Elaborating imaginatively on this conception, the twentieth-century author Jorge Luis Borges depicted time as a garden of forking paths, ramifying and intersecting indefinitely and leading to many possible time series. This vision becomes instantiated in the technology of managerial charts, in which possible futures lie on a plane organized as a flow chart. If one combines the idea that all possibilities on the plane appear to be actual before one’s sight, with this arboreal organization, then one understands that as one goes down one path of the flow chart/decision tree, the other branches do not cease to exist.
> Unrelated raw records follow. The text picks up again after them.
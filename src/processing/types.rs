//! Core data types and error definitions for the processing pipeline.

use crate::{
    embedding::EmbeddingClientError, ocr::OcrError, qdrant::QdrantError, resume::StoreError,
};
use serde::Serialize;
use thiserror::Error;

/// Errors emitted by a resume pipeline run.
///
/// Only these cross the pipeline boundary; summarization and field extraction absorb
/// their own failures, and indexing failures are logged without aborting the run.
#[derive(Debug, Error)]
pub enum PipelineError {
    /// The resume id did not resolve to a record.
    #[error("Resume not found: {0}")]
    NotFound(String),
    /// The record store rejected a read or write.
    #[error("Record store failed: {0}")]
    Store(#[from] StoreError),
    /// Text extraction failed; the run was rolled back to pending.
    #[error("Text extraction failed: {0}")]
    Extraction(#[from] OcrError),
}

/// Errors emitted while indexing or searching resume vectors.
#[derive(Debug, Error)]
pub enum IndexingError {
    /// Document text was empty or whitespace-only.
    #[error("Document text is empty")]
    EmptyDocument,
    /// The chunker produced no chunks for the document.
    #[error("No chunks produced for document")]
    NoChunks,
    /// Embedding provider failed to produce vectors.
    #[error("Failed to generate embeddings: {0}")]
    Embedding(#[from] EmbeddingClientError),
    /// Embedding provider returned no vector for the query.
    #[error("Embedding provider returned no vectors for the query")]
    EmptyEmbedding,
    /// Qdrant interaction failed.
    #[error("Qdrant request failed: {0}")]
    Qdrant(#[from] QdrantError),
}

/// Parameters supplied to the search pipeline.
#[derive(Debug, Clone)]
pub struct SearchRequest {
    /// Natural language query text to embed.
    pub query_text: String,
    /// Maximum number of results to return (defaults applied downstream).
    pub limit: Option<usize>,
    /// Minimum score accepted from Qdrant (defaults applied downstream).
    pub score_threshold: Option<f32>,
}

/// One search match: a scored chunk and the metadata carried in its payload.
#[derive(Debug, Clone, Serialize)]
pub struct ResumeMatch {
    /// Similarity score reported by Qdrant.
    pub score: f32,
    /// Id of the resume owning the matched chunk.
    pub resume_id: String,
    /// Stored chunk text preview, if available.
    pub chunk_text: Option<String>,
    /// Metadata subset persisted with the chunk.
    pub metadata: MatchMetadata,
}

/// Metadata subset exposed on each search match.
#[derive(Debug, Clone, Default, Serialize)]
pub struct MatchMetadata {
    /// Candidate full name, if stored.
    pub fullname: Option<String>,
    /// Candidate email, if stored.
    pub email: Option<String>,
    /// Job category, if stored.
    pub category: Option<String>,
    /// Skills, if stored.
    pub skills: Option<Vec<String>>,
    /// Source file name, if stored.
    pub file_name: Option<String>,
}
They persist, present to consciousness as actualized in alternative futures not chosen. Time becomes an infinite, forking series of possibilities, all of which seem realized in some way.
In short, we moderns have acquired a new experience of time, partly as a result of the development and application of probability and decision theory. That altered sense of temporality has, of course, been driven and amplified by new technologies, the key one being the Internet. Older forms of media certainly gave access to other forms of life and to information about unfolding events, but the Internet makes such information more immediate. We can constantly and instantaneously gain access to the price of stock we sell. An acquaintance’s fun night out at the party automatically appears in Instagram and Facebook feeds. The forgone alternative futures (now alternative “presents”) do not just lie passively in mind. They press themselves upon our attention. The absent becomes aggressively present.
This model of understanding time has entered the conceptual mainstream in many fields. In philosophy, some interpretations of the modal logic of multiple worlds see these alternative possible worlds as concrete. Certain interpretations of quantum mechanics suggest the simultaneous existence of alternative solutions to all of the possible quantum wave functions. Alternative futures and histories are widespread in science fiction, most famously in the works of Borges, but also in Star Trek, the writing of Philip K. Dick, Marvel’s Avengers movie series, and countless other popular entertainments. Our society is obsessed with alternative paths that haunt our actual present.
When other possible futures leap continuously into mind, regrets inevitably arise, regrets over alternative paths that continue to exist even if they are not actualized in one’s own life. Regret is a common experience today because people have a tendency to think of the goods that, by choice, have been forgone rather than the goods obtained. Economists and psychologists now realize that the counterfactual thinking of decision theory gives rise to regret, but decision theorists still failed to adequately account for the major role of regret in decision-making. It is this state of regret that characterizes the FOMO that so many young people experience. Though regret is intensified by social media technologies, the real culprit is the sense of temporality that has become embedded in them. It is the mode of deliberation that makes an array of futures ever present, forcing a person to generate a sense of alternative futures. It is this temporality that is at the heart of the paralyzing anxiety that now stalks young adults.
This essay is adapted from parts of Science and Christian Ethics and Tomorrow’s Troubles: Risk, Anxiety, and Prudence in an Age of Algorithmic Governance by Paul Scherz.